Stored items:
^^^^^^^^
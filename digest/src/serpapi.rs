//! SerpApi client for the Google Jobs engine.
//!
//! Two endpoints are used: `/account` for the remaining search credits and
//! `/search.json` for the per-role job searches.

use crate::error::{mentions_quota, QuotaLookupError, SearchError};
use crate::traits::SearchProvider;
use common::{JobPosting, RoleQuery};
use reqwest::blocking::Client;
use reqwest::StatusCode;
use serde::Deserialize;
use serde_json::Value;
use std::time::Duration;

const BASE_URL: &str = "https://serpapi.com";

/// Account fields that may carry the credit count, highest priority first.
const REMAINING_FIELDS: &[&str] = &["total_searches_left", "plan_searches_left", "searches_left"];

pub struct SerpApiClient {
    client: Client,
    api_key: String,
    base_url: String,
}

impl SerpApiClient {
    pub fn new(api_key: String, timeout: Duration) -> Result<Self, reqwest::Error> {
        Self::with_base_url(api_key, timeout, BASE_URL.to_string())
    }

    pub fn with_base_url(
        api_key: String,
        timeout: Duration,
        base_url: String,
    ) -> Result<Self, reqwest::Error> {
        let client = Client::builder().timeout(timeout).build()?;
        Ok(Self {
            client,
            api_key,
            base_url: base_url.trim_end_matches('/').to_string(),
        })
    }
}

impl SearchProvider for SerpApiClient {
    fn remaining_searches(&self) -> Result<i64, QuotaLookupError> {
        let url = format!("{}/account", self.base_url);
        let resp = self
            .client
            .get(&url)
            .query(&[("api_key", self.api_key.as_str())])
            .send()?;

        let status = resp.status();
        let body = resp.text()?;
        if !status.is_success() {
            return Err(QuotaLookupError::Status {
                status: status.as_u16(),
                body,
            });
        }

        let remaining = parse_remaining_searches(&body)?;
        tracing::debug!(remaining, "Fetched SerpApi account status");
        Ok(remaining)
    }

    fn search_jobs(&self, role: &RoleQuery) -> Result<Vec<JobPosting>, SearchError> {
        let url = format!("{}/search.json", self.base_url);
        let resp = self
            .client
            .get(&url)
            .query(&[
                ("engine", "google_jobs"),
                ("q", role.as_str()),
                ("api_key", self.api_key.as_str()),
            ])
            .send()?;

        let status = resp.status();
        let body = resp.text()?;
        let jobs = parse_search_response(status, &body)?;
        tracing::debug!(role = %role, count = jobs.len(), "Fetched Google Jobs results");
        Ok(jobs)
    }
}

/// Extracts the credit count from an `/account` body.
pub fn parse_remaining_searches(body: &str) -> Result<i64, QuotaLookupError> {
    let account: Value = serde_json::from_str(body)?;

    REMAINING_FIELDS
        .iter()
        .find_map(|field| account.get(*field).and_then(finite_number))
        .map(|n| n.floor().max(0.0) as i64)
        .ok_or(QuotaLookupError::MissingCount)
}

fn finite_number(value: &Value) -> Option<f64> {
    let n = match value {
        Value::Number(n) => n.as_f64()?,
        Value::String(s) => s.trim().parse::<f64>().ok()?,
        _ => return None,
    };
    n.is_finite().then_some(n)
}

/// SerpApi reports a search without matches as an error payload on HTTP 200.
fn is_empty_result_notice(message: &str) -> bool {
    message.to_lowercase().contains("hasn't returned any results")
}

#[derive(Debug, Deserialize)]
struct SearchResponse {
    #[serde(default)]
    error: Option<String>,
    #[serde(default)]
    error_code: Option<Value>,
    #[serde(default)]
    jobs_results: Vec<RawJob>,
}

#[derive(Debug, Deserialize)]
struct RawJob {
    #[serde(default)]
    title: String,
    #[serde(default)]
    company_name: String,
    #[serde(default)]
    location: String,
    #[serde(default)]
    detected_extensions: Option<DetectedExtensions>,
    #[serde(default)]
    apply_options: Vec<ApplyOption>,
}

#[derive(Debug, Deserialize)]
struct DetectedExtensions {
    #[serde(default)]
    posted_at: Option<String>,
}

#[derive(Debug, Deserialize)]
struct ApplyOption {
    #[serde(default)]
    link: Option<String>,
}

impl From<RawJob> for JobPosting {
    fn from(raw: RawJob) -> Self {
        let posted_at = raw.detected_extensions.and_then(|ext| ext.posted_at);
        let apply_url = raw.apply_options.into_iter().next().and_then(|opt| opt.link);
        JobPosting::new(raw.title, raw.company_name, raw.location, posted_at, apply_url)
    }
}

/// Turns a `/search.json` reply into postings or a classified error.
///
/// HTTP 429 is a quota signal whatever the body says. Error payloads whose
/// text mentions quota wording are quota signals too. The provider's "no
/// results" payload is an empty result; every other error is fatal for the run.
pub fn parse_search_response(
    status: StatusCode,
    body: &str,
) -> Result<Vec<JobPosting>, SearchError> {
    if status == StatusCode::TOO_MANY_REQUESTS {
        let message = serde_json::from_str::<SearchResponse>(body)
            .ok()
            .and_then(|resp| resp.error)
            .unwrap_or_else(|| format!("HTTP {}", status.as_u16()));
        return Err(SearchError::QuotaExceeded(message));
    }

    let parsed = serde_json::from_str::<SearchResponse>(body);

    if let Ok(SearchResponse {
        error: Some(message),
        error_code,
        ..
    }) = &parsed
    {
        if mentions_quota(message) {
            return Err(SearchError::QuotaExceeded(message.clone()));
        }
        if status.is_success() && is_empty_result_notice(message) {
            return Ok(Vec::new());
        }
        if status.is_success() {
            let message = match error_code {
                Some(code) => format!("{} (code {})", message, code),
                None => message.clone(),
            };
            return Err(SearchError::Provider(message));
        }
    }

    if !status.is_success() {
        return Err(SearchError::Status {
            status: status.as_u16(),
            body: body.to_string(),
        });
    }

    Ok(parsed?.jobs_results.into_iter().map(JobPosting::from).collect())
}
use crate::error::ConfigError;
use common::RoleQuery;
use dotenvy::dotenv;
use std::env;
use std::time::Duration;

const DEFAULT_HTTP_TIMEOUT_SECS: u64 = 30;

/// Settings for one digest run, read from the environment at start-up.
#[derive(Debug, Clone)]
pub struct Config {
    pub serpapi_api_key: String,
    pub resend_api_key: String,
    pub email_from: String,
    pub email_to: String,
    pub roles: Vec<RoleQuery>,
    pub http_timeout: Duration,
    /// Log outgoing emails instead of delivering them.
    pub dry_run: bool,
}

impl Config {
    /// Load configuration from environment variables
    pub fn from_env() -> Result<Self, ConfigError> {
        // Load .env file if present (development)
        let _ = dotenv();

        Self::from_lookup(|name| env::var(name).ok())
    }

    /// Builds the config from any name -> value source.
    pub fn from_lookup<F>(lookup: F) -> Result<Self, ConfigError>
    where
        F: Fn(&str) -> Option<String>,
    {
        let required = |name: &'static str| -> Result<String, ConfigError> {
            lookup(name)
                .map(|value| value.trim().to_string())
                .filter(|value| !value.is_empty())
                .ok_or(ConfigError::Missing(name))
        };

        let serpapi_api_key = required("SERPAPI_API_KEY")?;
        let resend_api_key = required("RESEND_API_KEY")?;
        let email_from = required("EMAIL_FROM")?;
        let email_to = required("EMAIL_TO")?;

        let roles = RoleQuery::parse_list(&required("ROLE_QUERIES")?);
        if roles.is_empty() {
            return Err(ConfigError::NoRoles);
        }

        let http_timeout = match lookup("HTTP_TIMEOUT_SECS").filter(|v| !v.trim().is_empty()) {
            None => Duration::from_secs(DEFAULT_HTTP_TIMEOUT_SECS),
            Some(raw) => match raw.trim().parse::<u64>() {
                Ok(secs) if secs > 0 => Duration::from_secs(secs),
                _ => {
                    return Err(ConfigError::Invalid {
                        name: "HTTP_TIMEOUT_SECS",
                        reason: format!("expected a positive number of seconds, got {:?}", raw),
                    })
                }
            },
        };

        let dry_run = lookup("DIGEST_DRY_RUN")
            .map(|v| matches!(v.trim().to_lowercase().as_str(), "1" | "true" | "yes"))
            .unwrap_or(false);

        Ok(Self {
            serpapi_api_key,
            resend_api_key,
            email_from,
            email_to,
            roles,
            http_timeout,
            dry_run,
        })
    }
}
^^^^^^^^
TASK REQUIREMENTS> In how many lines of the entries does "common" appear? Reply with only the number.

EXERCISE ANSWER> 2